use image::RgbaImage;
use serde::{Deserialize, Serialize};
use std::collections::HashMap;
use std::path::Path;
use std::sync::Arc;
use std::time::Duration;
use tracing::debug;

use mu_data::{AnchorSide, WarpMap};
use mu_state::EventSink;
use mu_window::{CancelToken, Key, WindowInfo, WindowSystem};

use crate::matcher::TemplateMatcher;
use crate::roi::{crop_rect, PixelRect, Roi};
use crate::template::{load_template, match_best_scale, ScaledMatch, SCALE_LADDER};

/// Key that toggles the in-game menu containing the warp list.
const MENU_KEY: Key = Key::Char('m');

/// Portion of the client area covered by the open warp list.
const LIST_ROI: Roi = Roi::new(0.02, 0.12, 0.50, 0.60);

/// Vertical padding between adjacent warp-list rows.
const ROW_GAP_PX: u32 = 6;

#[derive(Debug, Clone, Copy, Serialize, Deserialize)]
pub struct WarpConfig {
    pub target_threshold: f64,
    /// Relaxed threshold for the neighbouring-entry anchor match.
    pub anchor_threshold: f64,
    pub max_attempts: u32,
    pub menu_settle_ms: u64,
    pub warp_wait_ms: u64,
    pub retry_delay_ms: u64,
}

impl Default for WarpConfig {
    fn default() -> Self {
        Self {
            target_threshold: 0.92,
            anchor_threshold: 0.90,
            max_attempts: 3,
            menu_settle_ms: 500,
            warp_wait_ms: 5000,
            retry_delay_ms: 400,
        }
    }
}

/// Opens the warp menu, locates a destination row in the warp list, and
/// clicks it.
///
/// Adjacent rows differ only by a single digit, so a direct match is
/// cross-checked against the neighbouring entry: when the anchor is found,
/// the target is re-matched inside a narrow band on the expected side of it
/// and that refined hit wins over the whole-list one.
pub struct MapWarpInteractor {
    system: Arc<dyn WindowSystem>,
    matcher: Arc<dyn TemplateMatcher>,
    templates: HashMap<WarpMap, RgbaImage>,
    config: WarpConfig,
}

impl MapWarpInteractor {
    pub fn new(
        system: Arc<dyn WindowSystem>,
        matcher: Arc<dyn TemplateMatcher>,
        assets_dir: &Path,
        config: WarpConfig,
    ) -> Self {
        let mut templates = HashMap::new();
        for map in WarpMap::ALL {
            if let Some(img) = load_template(assets_dir, map.template_file()) {
                templates.insert(map, img);
            }
        }
        Self {
            system,
            matcher,
            templates,
            config,
        }
    }

    /// Warp the focused character to `map`. Returns true once the warp click
    /// was issued and the travel wait has elapsed.
    pub fn warp_to(
        &self,
        window: &WindowInfo,
        map: WarpMap,
        cancel: &CancelToken,
        sink: &EventSink,
    ) -> bool {
        if !self.templates.contains_key(&map) {
            sink.attention(format!("No warp template for {}; skipping warp.", map.label()));
            return false;
        }
        for attempt in 1..=self.config.max_attempts {
            if cancel.is_cancelled() {
                return false;
            }
            self.system.focus(window);
            self.system.send_key(MENU_KEY);
            if !cancel.sleep(Duration::from_millis(self.config.menu_settle_ms)) {
                return false;
            }

            let frame = match self.system.capture_client(window) {
                Ok(frame) => frame,
                Err(e) => {
                    tracing::warn!("Warp-list capture failed: {}", e);
                    continue;
                }
            };
            let list = LIST_ROI.resolve(frame.width(), frame.height());
            let crop = crop_rect(&frame, &list);

            if let Some((cx, cy)) = self.find_warp_click(&crop, map) {
                let (ox, oy) = self.system.client_origin(window);
                self.system
                    .click_at(ox + (list.x + cx) as i32, oy + (list.y + cy) as i32);
                sink.info(format!("Warping to {}.", map.label()));
                cancel.sleep(Duration::from_millis(self.config.warp_wait_ms));
                return true;
            }

            debug!(
                "Warp entry {} not found (attempt {}/{})",
                map.label(),
                attempt,
                self.config.max_attempts
            );
            if attempt < self.config.max_attempts
                && !cancel.sleep(Duration::from_millis(self.config.retry_delay_ms))
            {
                return false;
            }
        }
        sink.attention(format!(
            "Could not locate {} in the warp list.",
            map.label()
        ));
        false
    }

    /// Click point for `map` within the warp-list crop, or `None` when no
    /// match clears the threshold.
    fn find_warp_click(&self, crop: &RgbaImage, map: WarpMap) -> Option<(u32, u32)> {
        let target = self.templates.get(&map)?;
        let base = match_best_scale(self.matcher.as_ref(), crop, target, &SCALE_LADDER)
            .filter(|m| m.score >= self.config.target_threshold);

        let refined = self
            .templates
            .get(&map.anchor())
            .and_then(|anchor| {
                match_best_scale(self.matcher.as_ref(), crop, anchor, &SCALE_LADDER)
                    .filter(|m| m.score >= self.config.anchor_threshold)
                    .map(|m| (m, scaled_dims(anchor, &m)))
            })
            .and_then(|(anchor_match, (aw, ah))| {
                let anchor_rect = PixelRect {
                    x: anchor_match.x,
                    y: anchor_match.y,
                    w: aw,
                    h: ah,
                };
                let band = refined_band(
                    crop.width(),
                    crop.height(),
                    &anchor_rect,
                    target.height(),
                    map.anchor_side(),
                    ROW_GAP_PX,
                )?;
                let sub = crop_rect(crop, &band);
                let m = match_best_scale(self.matcher.as_ref(), &sub, target, &SCALE_LADDER)
                    .filter(|m| m.score >= self.config.target_threshold)?;
                let (tw, th) = scaled_dims(target, &m);
                Some((band.x + m.x + tw / 2, band.y + m.y + th / 2))
            });
        if refined.is_some() {
            return refined;
        }

        base.map(|m| {
            let (tw, th) = scaled_dims(target, &m);
            (m.x + tw / 2, m.y + th / 2)
        })
    }
}

fn scaled_dims(template: &RgbaImage, m: &ScaledMatch) -> (u32, u32) {
    (
        (template.width() as f64 * m.scale) as u32,
        (template.height() as f64 * m.scale) as u32,
    )
}

/// Band of the warp list where the target row must sit, given where its
/// anchor row matched. Two target heights tall, clamped to the list, `None`
/// when the anchor leaves no room on the expected side.
fn refined_band(
    crop_w: u32,
    crop_h: u32,
    anchor: &PixelRect,
    target_h: u32,
    side: AnchorSide,
    gap: u32,
) -> Option<PixelRect> {
    match side {
        // Target renders below its anchor.
        AnchorSide::BelowAnchor => {
            let top = anchor.y + anchor.h + gap;
            if top >= crop_h {
                return None;
            }
            let h = (2 * target_h).min(crop_h - top);
            (h > 0).then_some(PixelRect {
                x: 0,
                y: top,
                w: crop_w,
                h,
            })
        }
        // Target renders above its anchor.
        AnchorSide::AboveAnchor => {
            let bottom = anchor.y.saturating_sub(gap);
            let h = (2 * target_h).min(bottom);
            (h > 0).then_some(PixelRect {
                x: 0,
                y: bottom - h,
                w: crop_w,
                h,
            })
        }
    }
}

=== ACTION ITEM ===
Repeat the material exactly. Begin with its first line and end with the line that has "direct match is".

=== EXERCISE SOLUTION ===
use image::RgbaImage;
use serde::{Deserialize, Serialize};
use std::collections::HashMap;
use std::path::Path;
use std::sync::Arc;
use std::time::Duration;
use tracing::debug;

use mu_data::{AnchorSide, WarpMap};
use mu_state::EventSink;
use mu_window::{CancelToken, Key, WindowInfo, WindowSystem};

use crate::matcher::TemplateMatcher;
use crate::roi::{crop_rect, PixelRect, Roi};
use crate::template::{load_template, match_best_scale, ScaledMatch, SCALE_LADDER};

/// Key that toggles the in-game menu containing the warp list.
const MENU_KEY: Key = Key::Char('m');

/// Portion of the client area covered by the open warp list.
const LIST_ROI: Roi = Roi::new(0.02, 0.12, 0.50, 0.60);

/// Vertical padding between adjacent warp-list rows.
const ROW_GAP_PX: u32 = 6;

#[derive(Debug, Clone, Copy, Serialize, Deserialize)]
pub struct WarpConfig {
    pub target_threshold: f64,
    /// Relaxed threshold for the neighbouring-entry anchor match.
    pub anchor_threshold: f64,
    pub max_attempts: u32,
    pub menu_settle_ms: u64,
    pub warp_wait_ms: u64,
    pub retry_delay_ms: u64,
}

impl Default for WarpConfig {
    fn default() -> Self {
        Self {
            target_threshold: 0.92,
            anchor_threshold: 0.90,
            max_attempts: 3,
            menu_settle_ms: 500,
            warp_wait_ms: 5000,
            retry_delay_ms: 400,
        }
    }
}

/// Opens the warp menu, locates a destination row in the warp list, and
/// clicks it.
///
/// Adjacent rows differ only by a single digit, so a direct match is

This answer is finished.